También hubo otro factor: Mariluz supo que Yeimi mantenía un noviazgo con un joven hondureño de 26 años que trabaja en El Salvador porque el salario en este país se paga en dólares. Se enteró además de que “la pareja pensaba huir” a Honduras, según cuenta doña Victoria.

Mariluz pagó 7 mil dólares a “una persona” –a quien los abuelos dicen no conocer– para que se encargara de llevar a Yeimi “de manera segura” desde San Salvador a Nueva York.

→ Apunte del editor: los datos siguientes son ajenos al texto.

//! Session configuration records.
//!
//! All tunables live here with defaults sourced from [`core::constants`](super::constants),
//! so hosts can deserialize a config document or tweak individual fields.

use super::constants::*;
use serde::{Deserialize, Serialize};

/// What a solid contact (obstacle, ground, any untagged solid) does.
///
/// Both behaviors shipped in different builds of the game; the choice is
/// an explicit configuration value rather than a merged behavior.
#[derive(Debug, Clone, Copy, PartialEq, Eq, Serialize, Deserialize)]
pub enum CollisionPolicy {
    /// A solid contact ends the session immediately.
    Fatal,
    /// Solid contacts increment the collision counter while play
    /// continues; sessions end when the countdown timer expires.
    Tally,
}

/// Top-level session configuration.
#[derive(Debug, Clone, Serialize, Deserialize)]
pub struct GameConfig {
    /// Points awarded per score gate traversed.
    pub score_per_gate: u32,
    /// Counter increment per coin collected.
    pub coin_value: u32,
    pub collision_policy: CollisionPolicy,
    /// Countdown length in seconds. `None` disables timer mode.
    pub game_time: Option<f64>,
    /// Seconds of Active play before contact handling arms.
    pub warmup_secs: f64,
    pub spawn: SpawnConfig,
    pub player: PlayerConfig,
}

impl Default for GameConfig {
    fn default() -> Self {
        Self {
            score_per_gate: DEFAULT_SCORE_PER_GATE,
            coin_value: DEFAULT_COIN_VALUE,
            collision_policy: CollisionPolicy::Fatal,
            game_time: None,
            warmup_secs: DEFAULT_WARMUP_SECS,
            spawn: SpawnConfig::default(),
            player: PlayerConfig::default(),
        }
    }
}

impl GameConfig {
    /// Timed variant: collisions tally up and the session runs until the
    /// countdown expires.
    pub fn timed(seconds: f64) -> Self {
        Self {
            collision_policy: CollisionPolicy::Tally,
            game_time: Some(seconds),
            ..Default::default()
        }
    }
}

/// Obstacle/coin spawning tunables.
#[derive(Debug, Clone, Serialize, Deserialize)]
pub struct SpawnConfig {
    /// Seconds between obstacle spawns.
    pub interval: f64,
    /// Vertical sampling range for obstacle placement.
    pub min_y: f64,
    pub max_y: f64,
    /// Horizontal position where entities appear.
    pub spawn_x: f64,
    /// Leftward scroll speed in units per second.
    pub scroll_speed: f64,
    /// Entities crossing this x coordinate are despawned.
    pub left_bound: f64,
    /// A coin accompanies every Nth obstacle.
    pub spawns_per_coin: u32,
}

impl Default for SpawnConfig {
    fn default() -> Self {
        Self {
            interval: DEFAULT_SPAWN_INTERVAL,
            min_y: DEFAULT_MIN_SPAWN_Y,
            max_y: DEFAULT_MAX_SPAWN_Y,
            spawn_x: DEFAULT_SPAWN_X,
            scroll_speed: DEFAULT_SCROLL_SPEED,
            left_bound: DEFAULT_LEFT_BOUND,
            spawns_per_coin: DEFAULT_SPAWNS_PER_COIN,
        }
    }
}

/// Player placement and steering tunables.
#[derive(Debug, Clone, Serialize, Deserialize)]
pub struct PlayerConfig {
    /// Fixed horizontal position; only the vertical axis is steerable.
    pub x: f64,
    pub start_y: f64,
    pub min_y: f64,
    pub max_y: f64,
    /// Vertical steering speed in units per second.
    pub move_speed: f64,
    /// Whether steering clamps to `[min_y, max_y]`.
    pub clamp: bool,
}

impl Default for PlayerConfig {
    fn default() -> Self {
        Self {
            x: DEFAULT_PLAYER_X,
            start_y: DEFAULT_PLAYER_START_Y,
            min_y: DEFAULT_PLAYER_MIN_Y,
            max_y: DEFAULT_PLAYER_MAX_Y,
            move_speed: DEFAULT_PLAYER_MOVE_SPEED,
            clamp: true,
        }
    }
}
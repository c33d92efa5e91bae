//! Session runner: autopilot steering plus a stand-in overlap probe.

use super::config::SimConfig;
use super::report::{EndReason, RunStats, SimReport};
use crate::collision::Contact;
use crate::core::session::GameSession;
use crate::world::{EntityId, EntityKind, World};
use rand::SeedableRng;
use rand_chacha::ChaCha8Rng;
use std::collections::HashSet;

// Host-side overlap geometry. These mirror the collider extents a real
// frontend would configure; the core itself is geometry-agnostic.
const OBSTACLE_HALF_WIDTH: f64 = 0.6;
const OBSTACLE_HALF_HEIGHT: f64 = 1.5;
const COIN_RADIUS: f64 = 0.5;
const ZONE_HALF_WIDTH: f64 = 0.3;
const ZONE_HALF_HEIGHT: f64 = 1.5;

/// Run the configured number of sessions and aggregate the results.
pub fn run_simulation(config: &SimConfig) -> SimReport {
    let mut runs = Vec::with_capacity(config.runs as usize);
    for run_idx in 0..config.runs {
        let mut rng = match config.seed {
            Some(seed) => ChaCha8Rng::seed_from_u64(seed + run_idx as u64),
            None => ChaCha8Rng::from_entropy(),
        };
        runs.push(simulate_single_run(config, &mut rng));
    }
    SimReport::from_runs(runs, config.max_ticks_per_run)
}

fn simulate_single_run(config: &SimConfig, rng: &mut ChaCha8Rng) -> RunStats {
    let mut session = GameSession::new(config.game.clone());
    session.start();

    let dt = config.tick_ms as f64 / 1000.0;
    // Entities currently overlapping the player; contacts are reported
    // once on entry, like a physics engine's contact-begin callbacks.
    let mut in_contact: HashSet<EntityId> = HashSet::new();
    let mut ticks: u64 = 0;
    let mut end = EndReason::MaxTicks;

    while ticks < config.max_ticks_per_run {
        steer_toward_gap(&mut session, dt);

        let contacts = probe_contacts(&session.world, session.player.x, session.player.y);
        let fresh: Vec<Contact> = contacts
            .iter()
            .filter(|(id, _)| !in_contact.contains(id))
            .map(|(_, c)| *c)
            .collect();
        in_contact = contacts.iter().map(|(id, _)| *id).collect();

        let result = session.tick(dt, &fresh, rng);
        ticks += 1;

        if result.ended() {
            end = if session.remaining_time() == Some(0.0) {
                EndReason::TimerExpired
            } else {
                EndReason::Collision
            };
            break;
        }
    }
    if session.is_active() {
        session.quit();
    }

    RunStats {
        score: session.score(),
        coins: session.coins(),
        collisions: session.collisions(),
        survived_secs: session.session_time(),
        ticks,
        end,
    }
}

/// Steer toward the nearest upcoming score gate; gates mark the
/// traversable gap. With nothing ahead, drift back to the corridor
/// middle.
fn steer_toward_gap(session: &mut GameSession, dt: f64) {
    let player_x = session.player.x;
    let target_y = session
        .world
        .entities()
        .iter()
        .filter(|e| e.kind == EntityKind::ScoreZone && !e.spent && e.x >= player_x)
        .min_by(|a, b| a.x.total_cmp(&b.x))
        .map(|zone| zone.y)
        .unwrap_or((session.config.player.min_y + session.config.player.max_y) / 2.0);

    let delta = target_y - session.player.y;
    // Ease off near the target to avoid oscillating across it.
    let input = (delta / 0.5).clamp(-1.0, 1.0);
    session.player.steer(input, dt);
}

/// Stand-in for the host's overlap detection.
fn probe_contacts(world: &World, px: f64, py: f64) -> Vec<(EntityId, Contact)> {
    let mut contacts = Vec::new();
    for entity in world.entities() {
        let dx = (entity.x - px).abs();
        let dy = (entity.y - py).abs();
        let hit = match entity.kind {
            EntityKind::Obstacle(_) => dx <= OBSTACLE_HALF_WIDTH && dy <= OBSTACLE_HALF_HEIGHT,
            EntityKind::Coin => dx * dx + dy * dy <= COIN_RADIUS * COIN_RADIUS,
            EntityKind::ScoreZone => dx <= ZONE_HALF_WIDTH && dy <= ZONE_HALF_HEIGHT,
        };
        if hit {
            contacts.push((entity.id, Contact::trigger(entity.id)));
        }
    }
    contacts
}
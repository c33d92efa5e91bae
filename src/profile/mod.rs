//! Persisted player record: lifetime totals plus the most recent
//! session.

pub mod persistence;
pub mod types;

pub use persistence::{load_profile, save_profile};
pub use types::PlayerProfile;
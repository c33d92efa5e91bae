//! Headless balance simulator.
//!
//! Runs complete sessions under an autopilot steering policy, with the
//! simulator itself standing in for the host engine: it detects
//! overlaps between the player and the course and feeds the resulting
//! contacts back into the session, exactly as a physics collaborator
//! would. Used to sanity-check spawn pacing, scoring rates, and
//! collision-policy tuning without a frontend.

mod config;
mod report;
mod runner;

pub use config::SimConfig;
pub use report::{EndReason, RunStats, SimReport};
pub use runner::run_simulation;
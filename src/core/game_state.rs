//! Authoritative session counters and the lifecycle state machine.
//!
//! Counters mutate only while the phase is [`Phase::Active`]; every
//! operation called in the wrong phase is a no-op rather than an error.

use super::config::GameConfig;

/// Lifecycle phase of a session.
///
/// Transitions are one-directional except `Active ⇄ Paused`:
/// `NotStarted → Active → Ended`, with `start()` valid again from `Ended`.
#[derive(Debug, Clone, Copy, PartialEq, Eq)]
pub enum Phase {
    NotStarted,
    Active,
    Paused,
    Ended,
}

/// Score, coin, and collision counters plus the phase machine.
#[derive(Debug, Clone)]
pub struct GameState {
    pub score: u32,
    pub coins: u32,
    pub collisions: u32,
    /// Countdown remaining in seconds. `None` when timer mode is off.
    pub remaining_time: Option<f64>,
    phase: Phase,
    final_score: Option<u32>,

    score_per_gate: u32,
    coin_value: u32,
    game_time: Option<f64>,
}

impl GameState {
    pub fn new(config: &GameConfig) -> Self {
        Self {
            score: 0,
            coins: 0,
            collisions: 0,
            remaining_time: config.game_time,
            phase: Phase::NotStarted,
            final_score: None,
            score_per_gate: config.score_per_gate,
            coin_value: config.coin_value,
            game_time: config.game_time,
        }
    }

    pub fn phase(&self) -> Phase {
        self.phase
    }

    pub fn is_active(&self) -> bool {
        self.phase == Phase::Active
    }

    pub fn is_paused(&self) -> bool {
        self.phase == Phase::Paused
    }

    /// True once a session has been started, including paused and ended ones.
    pub fn is_started(&self) -> bool {
        self.phase != Phase::NotStarted
    }

    /// Final score computed by [`end`](Self::end), `None` while running.
    pub fn final_score(&self) -> Option<u32> {
        self.final_score
    }

    /// Begin a session. Valid from `NotStarted` or `Ended`; resets all
    /// counters and the countdown. Returns false elsewhere.
    pub fn start(&mut self) -> bool {
        match self.phase {
            Phase::NotStarted | Phase::Ended => {
                self.score = 0;
                self.coins = 0;
                self.collisions = 0;
                self.remaining_time = self.game_time;
                self.final_score = None;
                self.phase = Phase::Active;
                true
            }
            _ => false,
        }
    }

    /// Valid only from `Active`.
    pub fn pause(&mut self) -> bool {
        if self.phase == Phase::Active {
            self.phase = Phase::Paused;
            true
        } else {
            false
        }
    }

    /// Valid only from `Paused`.
    pub fn resume(&mut self) -> bool {
        if self.phase == Phase::Paused {
            self.phase = Phase::Active;
            true
        } else {
            false
        }
    }

    /// Award the configured per-gate points.
    pub fn add_score(&mut self) -> bool {
        self.add_score_by(self.score_per_gate)
    }

    /// Award an explicit number of points.
    pub fn add_score_by(&mut self, points: u32) -> bool {
        if self.phase != Phase::Active {
            return false;
        }
        self.score += points;
        true
    }

    pub fn collect_coin(&mut self) -> bool {
        if self.phase != Phase::Active {
            return false;
        }
        self.coins += self.coin_value;
        true
    }

    pub fn add_collision(&mut self) -> bool {
        if self.phase != Phase::Active {
            return false;
        }
        self.collisions += 1;
        true
    }

    /// Decrement the countdown while Active. Returns true when the timer
    /// just reached zero; the caller is expected to end the session.
    pub fn tick_timer(&mut self, dt: f64) -> bool {
        if self.phase != Phase::Active {
            return false;
        }
        match self.remaining_time {
            Some(remaining) => {
                let next = (remaining - dt).max(0.0);
                self.remaining_time = Some(next);
                remaining > 0.0 && next <= 0.0
            }
            None => false,
        }
    }

    /// End the session. Valid from any phase except `Ended`; computes the
    /// final score (score + coins) exactly once. Returns the final score
    /// on the transition, `None` if already ended.
    pub fn end(&mut self) -> Option<u32> {
        if self.phase == Phase::Ended {
            return None;
        }
        self.phase = Phase::Ended;
        let total = self.score + self.coins;
        self.final_score = Some(total);
        Some(total)
    }
}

Un familiar de Wilber Velásquez –otro de los 13 migrantes salvadoreños asesinados en el rancho San Fernando– confirma que los coyotes cobraron 7 mil dólares por cada uno de ellos. Antes de que el grupo partiera los familiares pagaron 3 mil 500 dólares; el resto lo pagarían cuando llegaran a Estados Unidos.

El 10 de agosto Yeimi emprendió camino. En su mochila guardó dos mudas de ropa, su certificado de nacimiento y una libretita con los números telefónicos de familiares en El Salvador y Estados Unidos. Los abuelos se despidieron de ella en Pasaquina. No quisieron acompañarla a San Salvador.

“Sólo me quedé pidiéndole a Dios que mi niña llegara con bien”, dice llorando doña Victoria.

Cuando la televisión salvadoreña difundió las imágenes de la matanza doña Victoria vio entre los cuerpos amontonados el de una muchacha vestida con ropa similar a la que llevaba su nieta: blusa blanca floreada, pantalones de mezclilla y tenis. Con esa ropa la había despedido. “Me dio la corazonada de que era mi nieta”, comenta ella.

El abuelo viajó a San Salvador. Se presentó en el Ministerio de Relaciones Exteriores. Le confirmaron que una persona con las características de su nieta se encontraba entre los muertos y que en sus cosas llevaba una partida de nacimiento con su nombre. Sin embargo, le dijeron que era necesario confirmar su identidad. Las autoridades salvadoreñas hicieron pruebas de ADN a los familiares más cercanos. Como la madre vive en Nueva York el proceso se ha retrasado y el cadáver de la menor, hasta la semana pasada, seguía en México. 

Pero doña Victoria está segura: “Es mi nieta”, afirma entre sollozos.